Most of the contemporary successful defense-oriented television series, such as LA Law, Boston Legal, Suits, as well as The Practice, include a great deal of subjective material about the personal lives and feelings of the protagonist defense lawyers. Similarly, episodes of The Good Wife always include material about Alicia Florrick’s personal life along with legal and political stories. Unlike Ally McBeal, Alicia is not at the subjective extreme; she’s reluctant to reveal information about her personal life to other characters, and she tends to soldier on regardless of how she feels.

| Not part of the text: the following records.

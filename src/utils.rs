// Copyright (C) 2017 Hove and/or its affiliates.
//
// This program is free software: you can redistribute it and/or modify it
// under the terms of the GNU Affero General Public License as published by the
// Free Software Foundation, version 3.

// This program is distributed in the hope that it will be useful, but WITHOUT
// ANY WARRANTY; without even the implied warranty of MERCHANTABILITY or FITNESS
// FOR A PARTICULAR PURPOSE. See the GNU Affero General Public License for more
// details.

// You should have received a copy of the GNU Affero General Public License
// along with this program. If not, see <https://www.gnu.org/licenses/>

use crate::Result;
use anyhow::{bail, Context};
use std::fs::File;
use std::io::{self, BufWriter};
use std::path;
use tracing::debug;
use walkdir::WalkDir;

/// Zip every file found under `source_path` into `zip_file`, each file being
/// streamed into the archive. Entries are named after their path relative to
/// `source_path`, in file name order.
///
/// Returns the number of files added, an error if there is none.
pub fn zip_to<P, R>(source_path: P, zip_file: R) -> Result<usize>
where
    P: AsRef<path::Path>,
    R: AsRef<path::Path>,
{
    let source_path = source_path.as_ref();
    let zip_file = zip_file.as_ref();
    let mut files = Vec::new();
    for entry in WalkDir::new(source_path).sort_by_file_name() {
        let entry = entry.with_context(|| format!("Error reading {source_path:?}"))?;
        if entry.file_type().is_file() {
            files.push(entry.into_path());
        }
    }
    if files.is_empty() {
        bail!("No files found for GTFS export in folder {:?}", source_path);
    }

    let file = File::create(zip_file).with_context(|| format!("Error creating {zip_file:?}"))?;
    let mut zip = zip::ZipWriter::new(BufWriter::new(file));
    let options = zip::write::SimpleFileOptions::default()
        .compression_method(zip::CompressionMethod::Deflated);
    for path in &files {
        let name = path.strip_prefix(source_path)?.to_string_lossy().replace('\\', "/");
        debug!("adding {:?} as {:?} ...", path, name);
        zip.start_file(name.as_str(), options)
            .with_context(|| format!("Error zipping {path:?}"))?;
        let mut f = File::open(path).with_context(|| format!("Error reading {path:?}"))?;
        io::copy(&mut f, &mut zip).with_context(|| format!("Error zipping {path:?}"))?;
    }
    zip.finish()
        .with_context(|| format!("Error writing {zip_file:?}"))?;
    Ok(files.len())
}

#[cfg(test)]
mod tests {
    use super::*;
    use pretty_assertions::assert_eq;
    use std::io::Read;
    use tempfile::tempdir;

    #[test]
    fn zip_files_in_name_order() {
        let tmp_dir = tempdir().expect("create temp dir");
        let source = tmp_dir.path().join("gtfs");
        std::fs::create_dir(&source).unwrap();
        std::fs::write(source.join("stops.txt"), "stop_id\n1\n").unwrap();
        std::fs::write(source.join("agency.txt"), "agency_id\nA\n").unwrap();
        let zip_path = tmp_dir.path().join("gtfs.zip");

        assert_eq!(2, zip_to(&source, &zip_path).unwrap());

        let mut archive = zip::ZipArchive::new(File::open(&zip_path).unwrap()).unwrap();
        let names: Vec<&str> = archive.file_names().collect();
        let mut sorted = names.clone();
        sorted.sort_unstable();
        assert_eq!(vec!["agency.txt", "stops.txt"], sorted);
        let mut content = String::new();
        archive
            .by_name("stops.txt")
            .unwrap()
            .read_to_string(&mut content)
            .unwrap();
        assert_eq!("stop_id\n1\n", content);
        tmp_dir.close().expect("delete temp dir");
    }

    #[test]
    fn zip_empty_directory_fails() {
        let tmp_dir = tempdir().expect("create temp dir");
        let zip_path = tmp_dir.path().join("gtfs.zip");
        let error = zip_to(tmp_dir.path(), &zip_path).unwrap_err();
        assert!(error.to_string().starts_with("No files found for GTFS export"));
        assert!(!zip_path.exists());
        tmp_dir.close().expect("delete temp dir");
    }
}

Thus the criminal trial subgenre has clearly evolved along the objective to subjective axis. It is likely that if someone sought to revive Perry Mason today, Perry and Della Street would be carrying on a troubled romantic relationship. And who knows—Hamilton Burger and Arthur Tragg might be considering marriage.

Prosecutor Protagonists in the Criminal Courtroom Subgenre

The generic prosecutor protagonist is a hard-working, incorruptible, moralistic official who enforces the law despite all kinds of good reasons not to. Often the prosecutor is up against difficult odds because of serious evidence issues. The prosecutor is pitted against crafty and well-paid defense lawyers, who pull all sorts of unethical tricks. In other cases, the jury seems strongly predisposed in the defendant’s favor. Often, the prosecutor’s superiors (or a federal agency) want him or her to drop the case for political reasons or because they do not want to squander resources in trying a weak case. As in the case of defense lawyers, we learn relatively little about the inner lives of the generic prosecutors; the focus is on what they do, not about how they feel. In these stories, the crime victims (or the victim’s friends or family) are the co-protagonists, and the victim characters are subjectively portrayed. The generic constraints on the character of prosecutors were established in older movies,9 so this part begins with the movies and shifts to television.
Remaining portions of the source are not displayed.